* _Your objective_
Produce as output only the lines below starting at the line with "filename src/platform.rs" and continuing through the line with "use serde::Deserialize;", each one exactly as written.
Segment Start: Data
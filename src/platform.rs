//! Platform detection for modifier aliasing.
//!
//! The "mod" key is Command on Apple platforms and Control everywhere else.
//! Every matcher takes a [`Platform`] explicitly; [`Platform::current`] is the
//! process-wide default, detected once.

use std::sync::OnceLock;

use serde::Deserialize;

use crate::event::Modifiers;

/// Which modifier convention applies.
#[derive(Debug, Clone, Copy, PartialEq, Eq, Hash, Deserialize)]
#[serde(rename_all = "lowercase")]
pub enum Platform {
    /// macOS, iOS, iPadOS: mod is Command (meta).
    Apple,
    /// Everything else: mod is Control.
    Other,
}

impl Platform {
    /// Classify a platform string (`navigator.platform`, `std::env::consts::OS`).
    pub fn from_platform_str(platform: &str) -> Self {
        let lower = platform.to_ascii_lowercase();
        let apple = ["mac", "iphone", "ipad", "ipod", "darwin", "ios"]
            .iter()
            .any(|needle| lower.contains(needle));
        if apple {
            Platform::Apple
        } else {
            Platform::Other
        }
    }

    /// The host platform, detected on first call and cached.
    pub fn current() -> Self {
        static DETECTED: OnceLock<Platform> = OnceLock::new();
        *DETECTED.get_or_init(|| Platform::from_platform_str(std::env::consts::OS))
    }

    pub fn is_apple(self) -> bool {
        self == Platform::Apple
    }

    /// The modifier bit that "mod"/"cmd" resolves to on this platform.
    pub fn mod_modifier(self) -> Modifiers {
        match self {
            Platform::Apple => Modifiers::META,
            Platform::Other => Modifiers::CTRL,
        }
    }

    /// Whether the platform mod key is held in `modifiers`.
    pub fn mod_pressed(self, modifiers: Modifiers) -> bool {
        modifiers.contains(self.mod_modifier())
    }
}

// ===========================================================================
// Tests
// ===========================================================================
Segment End: Data
Segment Start: Data
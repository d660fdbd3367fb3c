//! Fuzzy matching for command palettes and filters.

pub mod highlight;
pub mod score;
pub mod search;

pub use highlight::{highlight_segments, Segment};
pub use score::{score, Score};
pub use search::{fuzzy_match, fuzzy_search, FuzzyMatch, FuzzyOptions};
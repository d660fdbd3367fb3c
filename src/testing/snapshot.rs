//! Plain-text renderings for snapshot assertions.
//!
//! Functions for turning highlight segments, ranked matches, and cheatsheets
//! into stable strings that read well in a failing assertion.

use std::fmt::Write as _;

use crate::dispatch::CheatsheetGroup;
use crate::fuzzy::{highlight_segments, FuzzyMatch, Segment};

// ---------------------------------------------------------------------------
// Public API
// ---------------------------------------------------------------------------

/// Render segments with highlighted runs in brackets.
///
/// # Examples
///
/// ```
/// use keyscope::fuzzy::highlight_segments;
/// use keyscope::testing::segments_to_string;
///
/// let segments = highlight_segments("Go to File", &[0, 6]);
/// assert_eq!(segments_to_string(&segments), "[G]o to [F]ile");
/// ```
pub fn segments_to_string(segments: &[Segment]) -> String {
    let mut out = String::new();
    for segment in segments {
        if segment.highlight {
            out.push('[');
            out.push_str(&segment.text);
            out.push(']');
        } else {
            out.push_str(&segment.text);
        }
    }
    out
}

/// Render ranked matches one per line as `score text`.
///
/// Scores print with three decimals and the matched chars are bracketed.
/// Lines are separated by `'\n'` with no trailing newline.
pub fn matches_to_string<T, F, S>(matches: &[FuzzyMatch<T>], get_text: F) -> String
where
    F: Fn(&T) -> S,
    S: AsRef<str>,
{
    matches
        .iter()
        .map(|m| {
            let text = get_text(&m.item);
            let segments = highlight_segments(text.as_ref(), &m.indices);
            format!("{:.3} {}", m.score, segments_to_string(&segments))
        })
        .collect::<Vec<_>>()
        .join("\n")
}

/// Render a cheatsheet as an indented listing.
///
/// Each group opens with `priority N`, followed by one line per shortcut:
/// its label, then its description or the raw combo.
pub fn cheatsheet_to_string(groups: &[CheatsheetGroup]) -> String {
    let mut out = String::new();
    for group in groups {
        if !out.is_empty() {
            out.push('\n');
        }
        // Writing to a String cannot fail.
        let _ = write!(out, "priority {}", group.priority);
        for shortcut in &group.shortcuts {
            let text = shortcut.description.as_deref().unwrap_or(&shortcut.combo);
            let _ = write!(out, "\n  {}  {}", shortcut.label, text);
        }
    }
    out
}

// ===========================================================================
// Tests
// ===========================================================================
Segment End: Data
* _Output of the task_
filename src/platform.rs
//! Platform detection for modifier aliasing.
//!
//! The "mod" key is Command on Apple platforms and Control everywhere else.
//! Every matcher takes a [`Platform`] explicitly; [`Platform::current`] is the
//! process-wide default, detected once.

use std::sync::OnceLock;

use serde::Deserialize;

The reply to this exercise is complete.